1. Sample values of F are taken around the edge of the screen to determine the range of values. This range is divided by 8, the default number of contour levels. The quotient is called z and is the spacing between contour levels.
2. Starting 4 pixels up from the bottom left of the screen, a contour is started. After that the program scans around the edge of the screen looking for points (x,y) for which the value of F differs from the previous contour level by more than z. When such a point is found, a new contour is begun.
3. To plot a contour, we use the fact that a contour line is perpendicular to the gradient of F. Alternately, you can say that since F(x,y) = c on the contour, then dF = Fxdx+ Fydy = 0, so dy/dx = -Fx/Fy (again, along the contour). The TI-85 can compute this (assuming F is stored in y1) as -der1(y1,x)/der1(y1,y). The program uses a combination of three methods to plot the actual curve:
1. A predictor-corrector method with a variable step-size is used to plot the curve as the solution to a differential equation. This variable step-size makes this method adaptive; if the curve begins to turn tightly, the stepsize is automatically reduced, then lengthened later. This gives the visual impression of the curve "feeling its way" around tight corners in contours as the graph slows down dramatically at such points. More specifically, my method adds adaptive stepsize to what is called a trapezoid method, a modified Euler method, or a second-order Runge-Kutta method by various texts. Using the trapezoid estimate, the program subdivides an interval if the angle between the tangents at the two ends of the current step exceeds 15 degrees. AC is the tangent of the critical angle, and is set at the beginning of the program. This adaptive aspect not only makes sure the endpoints of each plotted segment are close to correct, but also that no corners on a contour are "cut" as a segment is plotted.
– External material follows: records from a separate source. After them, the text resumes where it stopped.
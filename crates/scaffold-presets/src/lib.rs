//! Ecosystem presets for the scaffold generator.
//!
//! Each preset is a set of components that plug a package manager into a
//! project: manifest synthesizers bound to the project's dependency
//! registry, plus the maintenance tasks that drive the package manager.

pub mod error;
pub mod python;

pub use error::{Error, Result};
pub use python::{Pip, PipOptions, PythonProject, PythonProjectOptions, RequirementsFile};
2. When the adaptive portion of the program settles on a point, the program evaluates F there, and performs a linear projection along the gradient to move the point so that the value of F is correct for the contour being plotted. This fixed the annoying problem of distinct contours being plotted as crossing each other.
3. Finally, if the slope of the graph exceeds Mc (critical slope, default set at 1.4), the program ceases to plot y as a function of x and instead plots x as a function of y. This solves two problems: First, the base adaptive predictor-corrector method can only plot functions. Contours often fail the vertical-line test. Secondly, to plot those non-function curves, there will be a vertical tangent somewhere. Large slope values, and especially singularities, cause serious errors in predictor-corrector methods, adaptive or not.
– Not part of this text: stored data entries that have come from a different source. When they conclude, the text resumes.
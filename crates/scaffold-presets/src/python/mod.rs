//! Python presets

mod pip;
mod project;
mod requirements;

pub use pip::{INSTALL_TASK, Pip, PipOptions};
pub use project::{PythonProject, PythonProjectOptions};
pub use requirements::{RequirementsFile, RequirementsFileOptions, format_requirement};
4. Contours terminate when the graph wanders off the screen. Points where the contours exit the screen are stored. New contours are not initiated within 4 pixels of an exit point, to keep the program from double-plotting a single contour.
5. This program computes slopes as -der1(y1,x)/der1(y1,y) or -der1(y1,y)/der1(y1,x). Since the denominator could be zero, this is a source of crashes. Further, either der1(y1,x) or der1(y1,y) could themselves be undefined at any given point. To eliminate crashes from common math-course examples, I have perturbed the graphing range variables xMin, xMax, yMin, and yMax by a factor of (1+1E-12) (or just added 1E-12 if the variable is zero). Consequently der1(y1,y) and der1(y1,x)are rarely evaluated at integers. This fix was suggested by a kind contributor to the graph-TI discussion list, Tom Bird of Austin Community College. Thanks, Tom.